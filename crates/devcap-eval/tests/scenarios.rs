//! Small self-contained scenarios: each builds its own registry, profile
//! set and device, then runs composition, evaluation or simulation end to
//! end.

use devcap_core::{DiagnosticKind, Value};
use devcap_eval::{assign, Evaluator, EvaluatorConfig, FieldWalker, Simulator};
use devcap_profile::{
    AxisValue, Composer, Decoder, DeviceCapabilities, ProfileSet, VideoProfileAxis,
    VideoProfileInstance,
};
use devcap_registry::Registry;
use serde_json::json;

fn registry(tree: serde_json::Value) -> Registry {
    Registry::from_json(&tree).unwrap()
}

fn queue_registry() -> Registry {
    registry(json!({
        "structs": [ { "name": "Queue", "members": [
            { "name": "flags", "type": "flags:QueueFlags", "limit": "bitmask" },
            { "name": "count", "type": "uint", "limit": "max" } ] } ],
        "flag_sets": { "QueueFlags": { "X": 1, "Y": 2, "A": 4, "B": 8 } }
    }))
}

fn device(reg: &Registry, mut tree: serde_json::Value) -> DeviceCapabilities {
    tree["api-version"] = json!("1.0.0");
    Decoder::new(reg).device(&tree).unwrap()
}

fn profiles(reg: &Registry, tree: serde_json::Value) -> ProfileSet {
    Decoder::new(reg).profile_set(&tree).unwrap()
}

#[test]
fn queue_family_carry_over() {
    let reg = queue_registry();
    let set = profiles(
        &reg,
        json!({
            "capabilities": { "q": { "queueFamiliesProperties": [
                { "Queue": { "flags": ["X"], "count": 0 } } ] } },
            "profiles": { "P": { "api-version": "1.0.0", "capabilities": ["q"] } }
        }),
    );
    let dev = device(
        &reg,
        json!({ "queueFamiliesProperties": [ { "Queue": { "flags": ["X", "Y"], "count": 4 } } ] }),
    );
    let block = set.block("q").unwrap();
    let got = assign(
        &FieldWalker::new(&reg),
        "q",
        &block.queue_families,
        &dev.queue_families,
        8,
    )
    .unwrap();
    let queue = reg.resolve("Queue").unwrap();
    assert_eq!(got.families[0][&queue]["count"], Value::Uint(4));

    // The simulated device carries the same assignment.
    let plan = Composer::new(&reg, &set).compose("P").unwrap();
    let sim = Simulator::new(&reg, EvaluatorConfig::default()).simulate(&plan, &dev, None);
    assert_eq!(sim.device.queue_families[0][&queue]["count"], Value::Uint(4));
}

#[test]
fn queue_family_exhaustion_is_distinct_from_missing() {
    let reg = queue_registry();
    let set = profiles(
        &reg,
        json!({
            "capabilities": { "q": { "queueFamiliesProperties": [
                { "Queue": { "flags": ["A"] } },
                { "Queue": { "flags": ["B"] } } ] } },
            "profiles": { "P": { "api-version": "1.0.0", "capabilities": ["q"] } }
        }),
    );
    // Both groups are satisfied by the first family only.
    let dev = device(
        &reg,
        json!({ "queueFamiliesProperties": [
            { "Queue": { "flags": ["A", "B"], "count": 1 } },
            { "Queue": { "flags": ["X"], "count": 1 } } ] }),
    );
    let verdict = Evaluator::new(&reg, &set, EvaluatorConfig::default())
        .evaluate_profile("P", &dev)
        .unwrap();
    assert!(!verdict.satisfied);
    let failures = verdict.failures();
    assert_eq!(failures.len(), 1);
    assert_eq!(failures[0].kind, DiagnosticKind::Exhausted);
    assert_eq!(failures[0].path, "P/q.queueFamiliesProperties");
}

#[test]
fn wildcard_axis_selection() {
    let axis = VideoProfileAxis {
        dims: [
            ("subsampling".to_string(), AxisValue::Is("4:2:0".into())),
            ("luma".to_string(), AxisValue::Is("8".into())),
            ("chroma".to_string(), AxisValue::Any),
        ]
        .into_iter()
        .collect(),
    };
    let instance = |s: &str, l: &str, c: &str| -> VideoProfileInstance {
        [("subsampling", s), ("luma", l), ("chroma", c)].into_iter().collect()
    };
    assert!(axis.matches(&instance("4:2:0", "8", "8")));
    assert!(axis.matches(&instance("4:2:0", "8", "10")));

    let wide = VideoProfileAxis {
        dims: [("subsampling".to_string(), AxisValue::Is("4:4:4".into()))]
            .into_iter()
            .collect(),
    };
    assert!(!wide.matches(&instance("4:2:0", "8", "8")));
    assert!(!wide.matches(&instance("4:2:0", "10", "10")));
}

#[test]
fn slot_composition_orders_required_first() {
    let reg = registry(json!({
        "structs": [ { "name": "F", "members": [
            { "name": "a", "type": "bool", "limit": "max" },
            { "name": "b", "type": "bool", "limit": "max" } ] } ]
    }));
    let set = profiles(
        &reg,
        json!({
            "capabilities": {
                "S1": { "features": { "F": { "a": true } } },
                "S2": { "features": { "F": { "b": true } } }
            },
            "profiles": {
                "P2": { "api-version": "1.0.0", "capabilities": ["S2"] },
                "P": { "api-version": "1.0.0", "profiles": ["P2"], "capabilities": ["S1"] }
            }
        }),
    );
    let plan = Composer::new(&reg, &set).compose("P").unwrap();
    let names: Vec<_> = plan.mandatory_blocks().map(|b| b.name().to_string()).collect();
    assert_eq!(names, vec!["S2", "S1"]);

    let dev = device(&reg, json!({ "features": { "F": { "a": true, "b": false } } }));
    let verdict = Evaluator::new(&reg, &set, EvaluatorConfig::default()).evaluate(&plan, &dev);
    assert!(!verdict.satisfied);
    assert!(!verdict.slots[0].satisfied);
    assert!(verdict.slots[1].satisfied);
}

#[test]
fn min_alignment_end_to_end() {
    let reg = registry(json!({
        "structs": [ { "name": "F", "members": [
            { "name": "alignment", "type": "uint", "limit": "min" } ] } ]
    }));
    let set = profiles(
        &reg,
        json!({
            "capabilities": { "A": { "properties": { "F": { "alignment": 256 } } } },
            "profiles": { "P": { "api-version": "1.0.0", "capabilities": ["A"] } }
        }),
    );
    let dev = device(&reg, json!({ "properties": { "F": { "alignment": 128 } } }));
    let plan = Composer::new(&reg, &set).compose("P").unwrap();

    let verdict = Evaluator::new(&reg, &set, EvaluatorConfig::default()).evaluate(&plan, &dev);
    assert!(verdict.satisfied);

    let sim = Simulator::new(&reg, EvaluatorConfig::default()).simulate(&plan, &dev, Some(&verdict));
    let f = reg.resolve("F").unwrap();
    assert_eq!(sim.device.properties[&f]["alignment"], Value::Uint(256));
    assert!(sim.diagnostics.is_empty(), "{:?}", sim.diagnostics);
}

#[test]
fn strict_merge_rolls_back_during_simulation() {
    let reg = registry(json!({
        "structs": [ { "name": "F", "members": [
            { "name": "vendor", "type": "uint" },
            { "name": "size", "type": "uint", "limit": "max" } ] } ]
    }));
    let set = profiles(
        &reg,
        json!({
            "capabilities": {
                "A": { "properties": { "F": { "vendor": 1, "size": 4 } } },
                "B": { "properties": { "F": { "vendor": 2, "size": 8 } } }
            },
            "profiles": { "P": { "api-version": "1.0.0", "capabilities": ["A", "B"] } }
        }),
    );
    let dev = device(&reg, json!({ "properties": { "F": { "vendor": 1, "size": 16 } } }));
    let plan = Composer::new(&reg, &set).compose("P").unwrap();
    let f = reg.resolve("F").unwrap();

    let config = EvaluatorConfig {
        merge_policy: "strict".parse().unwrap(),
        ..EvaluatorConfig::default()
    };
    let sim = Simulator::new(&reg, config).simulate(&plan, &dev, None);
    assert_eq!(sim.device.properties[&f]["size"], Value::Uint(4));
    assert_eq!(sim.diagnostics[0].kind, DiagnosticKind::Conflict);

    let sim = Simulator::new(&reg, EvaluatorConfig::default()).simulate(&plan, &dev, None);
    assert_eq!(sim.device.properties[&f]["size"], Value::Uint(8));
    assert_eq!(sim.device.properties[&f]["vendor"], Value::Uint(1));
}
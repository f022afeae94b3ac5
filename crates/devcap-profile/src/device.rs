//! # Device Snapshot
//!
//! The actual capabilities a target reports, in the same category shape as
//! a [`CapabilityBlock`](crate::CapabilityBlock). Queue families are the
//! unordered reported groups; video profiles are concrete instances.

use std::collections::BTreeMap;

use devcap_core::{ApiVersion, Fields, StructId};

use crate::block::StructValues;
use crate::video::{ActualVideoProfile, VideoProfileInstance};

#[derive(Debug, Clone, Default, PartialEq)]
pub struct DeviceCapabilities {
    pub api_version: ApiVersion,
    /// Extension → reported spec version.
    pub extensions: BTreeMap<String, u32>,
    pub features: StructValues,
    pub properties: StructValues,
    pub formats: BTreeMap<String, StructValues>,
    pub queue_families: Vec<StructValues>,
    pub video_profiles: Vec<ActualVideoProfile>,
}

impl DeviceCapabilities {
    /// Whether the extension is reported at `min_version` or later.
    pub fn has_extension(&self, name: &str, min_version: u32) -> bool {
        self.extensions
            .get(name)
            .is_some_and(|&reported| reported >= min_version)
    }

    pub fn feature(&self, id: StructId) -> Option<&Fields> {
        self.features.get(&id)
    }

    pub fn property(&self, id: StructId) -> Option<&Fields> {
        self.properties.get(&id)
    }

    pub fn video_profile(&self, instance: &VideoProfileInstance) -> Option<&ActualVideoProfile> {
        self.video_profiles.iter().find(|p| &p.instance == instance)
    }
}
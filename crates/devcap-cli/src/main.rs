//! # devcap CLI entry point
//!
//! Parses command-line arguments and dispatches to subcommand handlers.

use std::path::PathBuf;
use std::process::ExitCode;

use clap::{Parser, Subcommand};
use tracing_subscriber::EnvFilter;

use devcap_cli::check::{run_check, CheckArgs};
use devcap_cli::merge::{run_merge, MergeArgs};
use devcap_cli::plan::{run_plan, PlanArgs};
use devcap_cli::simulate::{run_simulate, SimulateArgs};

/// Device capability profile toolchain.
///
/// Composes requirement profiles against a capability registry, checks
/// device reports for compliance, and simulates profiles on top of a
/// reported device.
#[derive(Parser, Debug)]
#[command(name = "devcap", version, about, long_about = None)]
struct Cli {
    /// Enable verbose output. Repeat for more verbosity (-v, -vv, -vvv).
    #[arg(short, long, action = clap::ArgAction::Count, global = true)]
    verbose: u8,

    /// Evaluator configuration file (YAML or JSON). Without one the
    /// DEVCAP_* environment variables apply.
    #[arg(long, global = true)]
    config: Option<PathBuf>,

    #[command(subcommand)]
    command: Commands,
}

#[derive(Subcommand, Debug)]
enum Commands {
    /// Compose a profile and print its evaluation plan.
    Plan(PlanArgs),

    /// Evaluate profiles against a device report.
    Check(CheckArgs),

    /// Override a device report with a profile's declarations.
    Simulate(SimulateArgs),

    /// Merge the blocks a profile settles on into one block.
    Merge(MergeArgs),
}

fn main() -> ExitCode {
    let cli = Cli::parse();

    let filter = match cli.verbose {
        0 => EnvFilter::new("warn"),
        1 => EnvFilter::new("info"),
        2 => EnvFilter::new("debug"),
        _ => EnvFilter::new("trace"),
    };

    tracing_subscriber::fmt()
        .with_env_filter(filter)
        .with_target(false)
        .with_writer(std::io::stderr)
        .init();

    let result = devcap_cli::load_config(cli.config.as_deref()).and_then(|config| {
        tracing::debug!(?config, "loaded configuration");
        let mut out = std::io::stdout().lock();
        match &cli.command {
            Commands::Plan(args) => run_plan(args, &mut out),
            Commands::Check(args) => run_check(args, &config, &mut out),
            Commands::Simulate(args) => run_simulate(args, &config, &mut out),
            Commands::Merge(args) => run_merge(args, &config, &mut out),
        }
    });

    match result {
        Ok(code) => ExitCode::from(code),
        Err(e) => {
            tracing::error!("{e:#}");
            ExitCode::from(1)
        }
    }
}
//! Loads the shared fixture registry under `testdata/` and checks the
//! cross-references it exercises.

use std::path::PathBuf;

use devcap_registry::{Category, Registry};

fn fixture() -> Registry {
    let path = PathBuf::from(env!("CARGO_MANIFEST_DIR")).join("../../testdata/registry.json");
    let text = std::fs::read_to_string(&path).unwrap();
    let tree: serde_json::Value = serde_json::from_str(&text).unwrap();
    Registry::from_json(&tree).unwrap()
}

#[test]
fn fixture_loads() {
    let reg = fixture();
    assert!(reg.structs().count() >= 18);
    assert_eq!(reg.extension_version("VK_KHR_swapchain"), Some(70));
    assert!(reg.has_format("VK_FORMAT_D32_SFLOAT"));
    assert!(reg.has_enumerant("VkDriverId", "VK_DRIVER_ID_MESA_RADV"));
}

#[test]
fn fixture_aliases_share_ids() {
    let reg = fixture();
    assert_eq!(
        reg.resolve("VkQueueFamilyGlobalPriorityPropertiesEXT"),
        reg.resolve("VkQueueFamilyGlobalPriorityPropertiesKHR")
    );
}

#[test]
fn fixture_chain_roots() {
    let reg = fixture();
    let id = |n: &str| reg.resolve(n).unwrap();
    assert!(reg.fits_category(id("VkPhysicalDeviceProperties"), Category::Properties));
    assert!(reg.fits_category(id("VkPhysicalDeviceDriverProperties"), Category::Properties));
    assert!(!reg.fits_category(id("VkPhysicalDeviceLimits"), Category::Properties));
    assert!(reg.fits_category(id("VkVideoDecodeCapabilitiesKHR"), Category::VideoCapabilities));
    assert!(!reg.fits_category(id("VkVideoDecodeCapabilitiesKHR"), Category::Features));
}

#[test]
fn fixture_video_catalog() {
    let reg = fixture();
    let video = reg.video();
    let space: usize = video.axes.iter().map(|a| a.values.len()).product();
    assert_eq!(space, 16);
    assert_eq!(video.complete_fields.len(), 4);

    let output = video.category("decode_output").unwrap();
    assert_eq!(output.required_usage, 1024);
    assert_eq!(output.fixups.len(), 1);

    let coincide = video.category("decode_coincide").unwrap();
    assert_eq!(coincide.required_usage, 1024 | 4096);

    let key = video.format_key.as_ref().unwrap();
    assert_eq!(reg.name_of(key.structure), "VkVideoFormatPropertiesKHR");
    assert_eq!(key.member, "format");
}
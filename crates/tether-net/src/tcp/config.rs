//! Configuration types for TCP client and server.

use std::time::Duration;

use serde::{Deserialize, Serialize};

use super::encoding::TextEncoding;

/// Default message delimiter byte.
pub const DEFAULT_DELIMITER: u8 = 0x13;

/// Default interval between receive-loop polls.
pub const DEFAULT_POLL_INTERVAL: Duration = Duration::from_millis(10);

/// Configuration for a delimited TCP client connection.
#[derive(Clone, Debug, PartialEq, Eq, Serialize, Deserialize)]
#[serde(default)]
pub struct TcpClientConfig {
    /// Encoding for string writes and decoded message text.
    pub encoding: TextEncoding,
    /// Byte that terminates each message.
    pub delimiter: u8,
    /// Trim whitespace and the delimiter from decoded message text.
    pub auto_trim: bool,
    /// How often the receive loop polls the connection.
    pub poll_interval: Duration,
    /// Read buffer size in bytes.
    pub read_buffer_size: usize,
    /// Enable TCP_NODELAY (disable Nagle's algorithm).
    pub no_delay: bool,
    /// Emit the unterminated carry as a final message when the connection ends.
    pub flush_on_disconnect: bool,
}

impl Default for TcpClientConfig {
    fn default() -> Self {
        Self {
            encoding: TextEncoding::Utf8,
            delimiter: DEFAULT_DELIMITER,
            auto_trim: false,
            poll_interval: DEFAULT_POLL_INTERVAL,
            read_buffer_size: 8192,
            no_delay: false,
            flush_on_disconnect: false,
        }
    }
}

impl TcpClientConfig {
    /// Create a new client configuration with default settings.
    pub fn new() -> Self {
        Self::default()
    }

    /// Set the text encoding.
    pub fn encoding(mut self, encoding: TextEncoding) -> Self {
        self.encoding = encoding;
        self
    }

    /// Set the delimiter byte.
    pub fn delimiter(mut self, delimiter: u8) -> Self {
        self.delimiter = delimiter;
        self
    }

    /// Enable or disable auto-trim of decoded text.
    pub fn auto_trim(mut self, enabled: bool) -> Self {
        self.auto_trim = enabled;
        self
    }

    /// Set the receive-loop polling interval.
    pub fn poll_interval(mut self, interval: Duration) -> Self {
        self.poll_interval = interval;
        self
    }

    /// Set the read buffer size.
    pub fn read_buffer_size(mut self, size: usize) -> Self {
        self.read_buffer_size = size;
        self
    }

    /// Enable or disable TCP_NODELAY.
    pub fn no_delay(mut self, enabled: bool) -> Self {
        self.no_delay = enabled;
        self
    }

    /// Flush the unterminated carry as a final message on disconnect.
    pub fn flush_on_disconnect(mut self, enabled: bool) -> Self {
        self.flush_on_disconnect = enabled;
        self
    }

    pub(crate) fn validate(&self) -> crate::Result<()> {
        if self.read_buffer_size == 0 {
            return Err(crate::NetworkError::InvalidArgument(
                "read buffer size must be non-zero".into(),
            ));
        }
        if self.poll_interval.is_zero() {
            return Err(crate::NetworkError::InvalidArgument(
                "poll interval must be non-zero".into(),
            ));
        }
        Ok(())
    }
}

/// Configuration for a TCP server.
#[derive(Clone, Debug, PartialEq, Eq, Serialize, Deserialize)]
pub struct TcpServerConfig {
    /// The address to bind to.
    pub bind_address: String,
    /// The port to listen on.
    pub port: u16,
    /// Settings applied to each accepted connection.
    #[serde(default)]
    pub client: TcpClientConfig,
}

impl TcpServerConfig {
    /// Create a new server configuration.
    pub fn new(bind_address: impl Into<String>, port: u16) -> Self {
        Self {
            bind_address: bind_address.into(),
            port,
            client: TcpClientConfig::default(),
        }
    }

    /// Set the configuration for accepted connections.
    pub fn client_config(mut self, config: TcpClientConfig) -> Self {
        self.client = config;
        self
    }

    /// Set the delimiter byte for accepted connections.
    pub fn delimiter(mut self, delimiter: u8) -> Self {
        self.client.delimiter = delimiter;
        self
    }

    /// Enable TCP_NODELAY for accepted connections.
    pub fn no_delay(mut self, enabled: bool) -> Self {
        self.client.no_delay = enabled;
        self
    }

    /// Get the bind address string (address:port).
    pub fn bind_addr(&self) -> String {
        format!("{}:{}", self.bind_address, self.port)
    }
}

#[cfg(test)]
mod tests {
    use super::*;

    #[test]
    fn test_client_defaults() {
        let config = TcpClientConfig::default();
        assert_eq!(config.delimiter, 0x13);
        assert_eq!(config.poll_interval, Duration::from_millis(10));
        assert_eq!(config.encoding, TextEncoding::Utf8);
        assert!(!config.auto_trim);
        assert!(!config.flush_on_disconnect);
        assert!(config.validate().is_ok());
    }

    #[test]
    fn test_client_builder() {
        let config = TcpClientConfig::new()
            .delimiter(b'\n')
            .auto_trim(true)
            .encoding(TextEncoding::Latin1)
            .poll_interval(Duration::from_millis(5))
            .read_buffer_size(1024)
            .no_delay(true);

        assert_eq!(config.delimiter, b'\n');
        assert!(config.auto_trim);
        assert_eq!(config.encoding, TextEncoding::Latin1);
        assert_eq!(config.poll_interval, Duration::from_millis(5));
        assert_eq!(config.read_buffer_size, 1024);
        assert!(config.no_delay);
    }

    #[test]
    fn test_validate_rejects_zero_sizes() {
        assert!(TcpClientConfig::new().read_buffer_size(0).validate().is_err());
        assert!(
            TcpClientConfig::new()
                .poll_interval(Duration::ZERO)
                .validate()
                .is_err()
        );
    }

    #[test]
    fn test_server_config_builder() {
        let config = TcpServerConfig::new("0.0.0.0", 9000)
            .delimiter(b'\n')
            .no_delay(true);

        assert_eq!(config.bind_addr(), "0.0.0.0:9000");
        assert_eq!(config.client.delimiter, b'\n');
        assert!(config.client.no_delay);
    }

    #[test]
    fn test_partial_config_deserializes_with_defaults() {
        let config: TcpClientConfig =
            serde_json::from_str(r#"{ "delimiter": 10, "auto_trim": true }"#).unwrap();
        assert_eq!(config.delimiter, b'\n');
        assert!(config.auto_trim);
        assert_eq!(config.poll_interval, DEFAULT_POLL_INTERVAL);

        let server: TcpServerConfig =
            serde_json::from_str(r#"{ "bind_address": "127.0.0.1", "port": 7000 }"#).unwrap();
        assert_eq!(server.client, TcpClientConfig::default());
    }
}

*****

Within the data above, the span starting at the line containing "fn registry(tree: serde_json::Value)" and ending at the line containing "first family only." is to be retyped exactly, with no other lines.

[ANSWER SPACE]
fn registry(tree: serde_json::Value) -> Registry {
    Registry::from_json(&tree).unwrap()
}

fn queue_registry() -> Registry {
    registry(json!({
        "structs": [ { "name": "Queue", "members": [
            { "name": "flags", "type": "flags:QueueFlags", "limit": "bitmask" },
            { "name": "count", "type": "uint", "limit": "max" } ] } ],
        "flag_sets": { "QueueFlags": { "X": 1, "Y": 2, "A": 4, "B": 8 } }
    }))
}

fn device(reg: &Registry, mut tree: serde_json::Value) -> DeviceCapabilities {
    tree["api-version"] = json!("1.0.0");
    Decoder::new(reg).device(&tree).unwrap()
}

fn profiles(reg: &Registry, tree: serde_json::Value) -> ProfileSet {
    Decoder::new(reg).profile_set(&tree).unwrap()
}

#[test]
fn queue_family_carry_over() {
    let reg = queue_registry();
    let set = profiles(
        &reg,
        json!({
            "capabilities": { "q": { "queueFamiliesProperties": [
                { "Queue": { "flags": ["X"], "count": 0 } } ] } },
            "profiles": { "P": { "api-version": "1.0.0", "capabilities": ["q"] } }
        }),
    );
    let dev = device(
        &reg,
        json!({ "queueFamiliesProperties": [ { "Queue": { "flags": ["X", "Y"], "count": 4 } } ] }),
    );
    let block = set.block("q").unwrap();
    let got = assign(
        &FieldWalker::new(&reg),
        "q",
        &block.queue_families,
        &dev.queue_families,
        8,
    )
    .unwrap();
    let queue = reg.resolve("Queue").unwrap();
    assert_eq!(got.families[0][&queue]["count"], Value::Uint(4));

    // The simulated device carries the same assignment.
    let plan = Composer::new(&reg, &set).compose("P").unwrap();
    let sim = Simulator::new(&reg, EvaluatorConfig::default()).simulate(&plan, &dev, None);
    assert_eq!(sim.device.queue_families[0][&queue]["count"], Value::Uint(4));
}

#[test]
fn queue_family_exhaustion_is_distinct_from_missing() {
    let reg = queue_registry();
    let set = profiles(
        &reg,
        json!({
            "capabilities": { "q": { "queueFamiliesProperties": [
                { "Queue": { "flags": ["A"] } },
                { "Queue": { "flags": ["B"] } } ] } },
            "profiles": { "P": { "api-version": "1.0.0", "capabilities": ["q"] } }
        }),
    );
    // Both groups are satisfied by the first family only.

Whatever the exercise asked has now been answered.